I have classes that look like this:
Header (.h):
class DatabaseX ; //forward declare
class DeepClass
{
public:
void DeepClass(DatabaseX* db);
void doStuff();
private:
DatabaseX *m_db;
};
Definition (.cpp)
#include "some/path/that/stretches/into/a/rather/deep/structure/DeepClass.h"
#include "another/somewhat/disturbing/long/path/to/somewhere/distant/DatabaseX.h"
void DeepClass::DeepClass(DatabaseX* db):m_db(db){ m_db->open() }
void DeepClass::~DeepClass(){ m_db->close(); delete m_db; }
void DeepClass::doStuff(){ // <complicated stuff here> }
Now I want a test that checks that doStuff()
does the right kind of stuff.
So I write my own mock DatabaseX
.
But I have a problem, my own mock database lives in the test directory, it has no place in production code, and what's worse, DatabaseX
was never written to be inherited and overloaded.
It's a concrete class, and isn't anything like an interface.
So my question is, how do I write a test, with all these hard-coded include paths everywhere? Do I for example:
- create another duplicate file structure that matches the include paths, and put my mock
DatabaseX
there in this duplicate file structure? - Somehow rewite each cpp file before the compiler accesses it by some indirection magic or other?
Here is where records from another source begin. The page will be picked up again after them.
//! Terminal painter: the host page with the overlay panel centered on top.

use crossterm::{
    cursor::MoveTo,
    queue,
    style::Print,
    terminal::{Clear, ClearType},
};
use std::io::{self, Write};
use tabhint::render::{
    fit_to_width, format_overlay, sanitize_title, OverlayFrame, OverlayRenderer, OverlayView,
    PointerTarget, ThemeColors,
};

use crate::host::HostPage;

struct PlacedFrame {
    frame: OverlayFrame,
    left: u16,
    top: u16,
}

pub(crate) struct TerminalRenderer {
    colors: ThemeColors,
    cols: u16,
    rows: u16,
    view: Option<OverlayView>,
    placed: Option<PlacedFrame>,
    dirty: bool,
}

impl TerminalRenderer {
    pub(crate) fn new(colors: ThemeColors, cols: u16, rows: u16) -> Self {
        Self {
            colors,
            cols,
            rows,
            view: None,
            placed: None,
            dirty: true,
        }
    }

    pub(crate) fn resize(&mut self, cols: u16, rows: u16) {
        self.cols = cols;
        self.rows = rows;
        self.relayout();
    }

    pub(crate) fn mark_dirty(&mut self) {
        self.dirty = true;
    }

    pub(crate) fn is_dirty(&self) -> bool {
        self.dirty
    }

    /// Control under a terminal cell, if the panel is showing.
    pub(crate) fn hit(&self, col: u16, row: u16) -> Option<PointerTarget> {
        let placed = self.placed.as_ref()?;
        if col < placed.left || row < placed.top {
            return None;
        }
        placed.frame.hit(
            usize::from(row - placed.top),
            usize::from(col - placed.left),
        )
    }

    fn relayout(&mut self) {
        self.placed = self.view.as_ref().map(|view| {
            let frame = format_overlay(view, &self.colors, usize::from(self.cols));
            let width = u16::try_from(frame.width).unwrap_or(u16::MAX);
            let height = u16::try_from(frame.height()).unwrap_or(u16::MAX);
            PlacedFrame {
                left: self.cols.saturating_sub(width) / 2,
                top: self.rows.saturating_sub(height) / 2,
                frame,
            }
        });
        self.dirty = true;
    }

    pub(crate) fn present(
        &mut self,
        out: &mut impl Write,
        page: &HostPage,
        header: &str,
    ) -> io::Result<()> {
        queue!(out, Clear(ClearType::All))?;
        for (row, line) in page_lines(page, &self.colors, self.cols, self.rows, header)
            .iter()
            .enumerate()
        {
            let row = u16::try_from(row).unwrap_or(u16::MAX);
            queue!(out, MoveTo(0, row), Print(line))?;
        }
        if let Some(placed) = &self.placed {
            for (offset, line) in placed.frame.lines.iter().enumerate() {
                let row = placed
                    .top
                    .saturating_add(u16::try_from(offset).unwrap_or(u16::MAX));
                if row >= self.rows {
                    break;
                }
                queue!(out, MoveTo(placed.left, row), Print(line))?;
            }
        }
        out.flush()?;
        self.dirty = false;
        Ok(())
    }
}

impl OverlayRenderer for TerminalRenderer {
    fn mount(&mut self, view: &OverlayView) {
        self.view = Some(view.clone());
        self.relayout();
    }

    fn update(&mut self, view: &OverlayView) {
        self.view = Some(view.clone());
        self.relayout();
    }

    fn unmount(&mut self) {
        self.view = None;
        self.placed = None;
        self.dirty = true;
    }
}

/// Header, the tab strip (one tab per line) and a status line at the bottom.
pub(crate) fn page_lines(
    page: &HostPage,
    colors: &ThemeColors,
    cols: u16,
    rows: u16,
    header: &str,
) -> Vec<String> {
    let width = usize::from(cols);
    let rows = usize::from(rows);
    if rows == 0 || width == 0 {
        return Vec::new();
    }
    let mut lines = vec![format!(
        "{}{}{}",
        colors.accent,
        fit_to_width(header, width),
        colors.reset
    )];
    let strip_rows = rows.saturating_sub(3);
    for tab in page.tabs.iter().take(strip_rows) {
        let active = page.active.as_ref() == Some(&tab.id);
        let cursor = if active { '>' } else { ' ' };
        let pin = if tab.pinned { colors.pin_marker } else { " " };
        let text = format!(" {cursor} {pin} {}", sanitize_title(&tab.display_title()));
        let text = fit_to_width(&text, width);
        if active {
            lines.push(format!("{}{text}{}", colors.hint, colors.reset));
        } else {
            lines.push(text);
        }
    }
    if page.tabs.len() > strip_rows {
        if let Some(last) = lines.last_mut() {
            *last = fit_to_width(
                &format!("   … {} more", page.tabs.len() + 1 - strip_rows),
                width,
            );
        }
    }
    while lines.len() + 1 < rows {
        lines.push(String::new());
    }
    lines.push(format!(
        "{}{}{}",
        colors.dim,
        fit_to_width(&page.status, width),
        colors.reset
    ));
    lines
}

#[cfg(test)]
mod tests {
    use super::*;
    use tabhint::item::{Item, ItemId};
    use tabhint::render::{display_width, Theme, ViewRow};

    fn sample_page() -> HostPage {
        HostPage {
            tabs: vec![
                Item::new(1u64, "Inbox").pinned(true),
                Item::new(2u64, "Docs"),
                Item::new(3u64, "Music"),
            ],
            active: Some(ItemId::from(2u64)),
            status: "ready".to_string(),
        }
    }

    fn one_row_view() -> OverlayView {
        OverlayView {
            rows: vec![ViewRow {
                slot: 0,
                hint: Some('1'),
                title: "Inbox".to_string(),
                pinned: false,
            }],
            page: 0,
            total_pages: 1,
            page_size: 10,
            total_items: 1,
            page_label: "Page 1 of 1".to_string(),
            zoom: 1.0,
        }
    }

    #[test]
    fn page_fills_the_screen_and_marks_the_active_tab() {
        let colors = Theme::None.colors();
        let lines = page_lines(&sample_page(), &colors, 40, 10, "tabhint");
        assert_eq!(lines.len(), 10);
        assert!(lines[1].starts_with("   * Inbox"));
        assert!(lines[2].starts_with(" >   Docs"));
        assert!(lines[9].starts_with("ready"));
        assert!(lines.iter().all(|line| display_width(line) <= 40));
    }

    #[test]
    fn long_tab_lists_are_summarized() {
        let colors = Theme::None.colors();
        let lines = page_lines(&sample_page(), &colors, 40, 5, "tabhint");
        assert_eq!(lines.len(), 5);
        assert!(lines[2].contains("… 2 more"), "{lines:?}");
    }

    #[test]
    fn hits_translate_screen_cells_into_panel_controls() {
        let mut renderer = TerminalRenderer::new(Theme::None.colors(), 80, 24);
        assert_eq!(renderer.hit(10, 10), None);
        renderer.mount(&one_row_view());
        let placed = renderer.placed.as_ref().expect("mounted frame");
        let (left, top) = (placed.left, placed.top);
        assert_eq!(left, 3);
        assert_eq!(renderer.hit(left + 5, top + 3), Some(PointerTarget::Item(0)));
        assert_eq!(renderer.hit(0, 0), None);
        renderer.unmount();
        assert_eq!(renderer.hit(left + 5, top + 3), None);
        assert!(renderer.is_dirty());
    }

    #[test]
    fn present_draws_page_and_panel() {
        let mut renderer = TerminalRenderer::new(Theme::None.colors(), 80, 24);
        renderer.mount(&one_row_view());
        let mut out = Vec::new();
        renderer
            .present(&mut out, &sample_page(), "tabhint header")
            .unwrap();
        let text = String::from_utf8_lossy(&out);
        assert!(text.contains("tabhint header"));
        assert!(text.contains("Page 1 of 1"));
        assert!(!renderer.is_dirty());
    }
}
- Add macros to eat up the paths?
- Write a python/perl/bash script to temporarily remove the include paths prior to compiling my tests?
- Just include everything, accept the dependencies of
DatabaseX
, and just compile the real thing, and all it's dependencies and then replace at link time? - Accept defeat; don't write any tests, and bury my head in the sand.
- OR ... ?
I should say there are well over a million lines of code, so changing the source code isn't an option. Is there a very simple way to overcome this nightmare via a nice simple compiler option or other?
(Perhaps it's not relevant but I'm using Qt's QTest & QtCreator. Maybe there is some magical switch that makes all these gruesome paths go away!).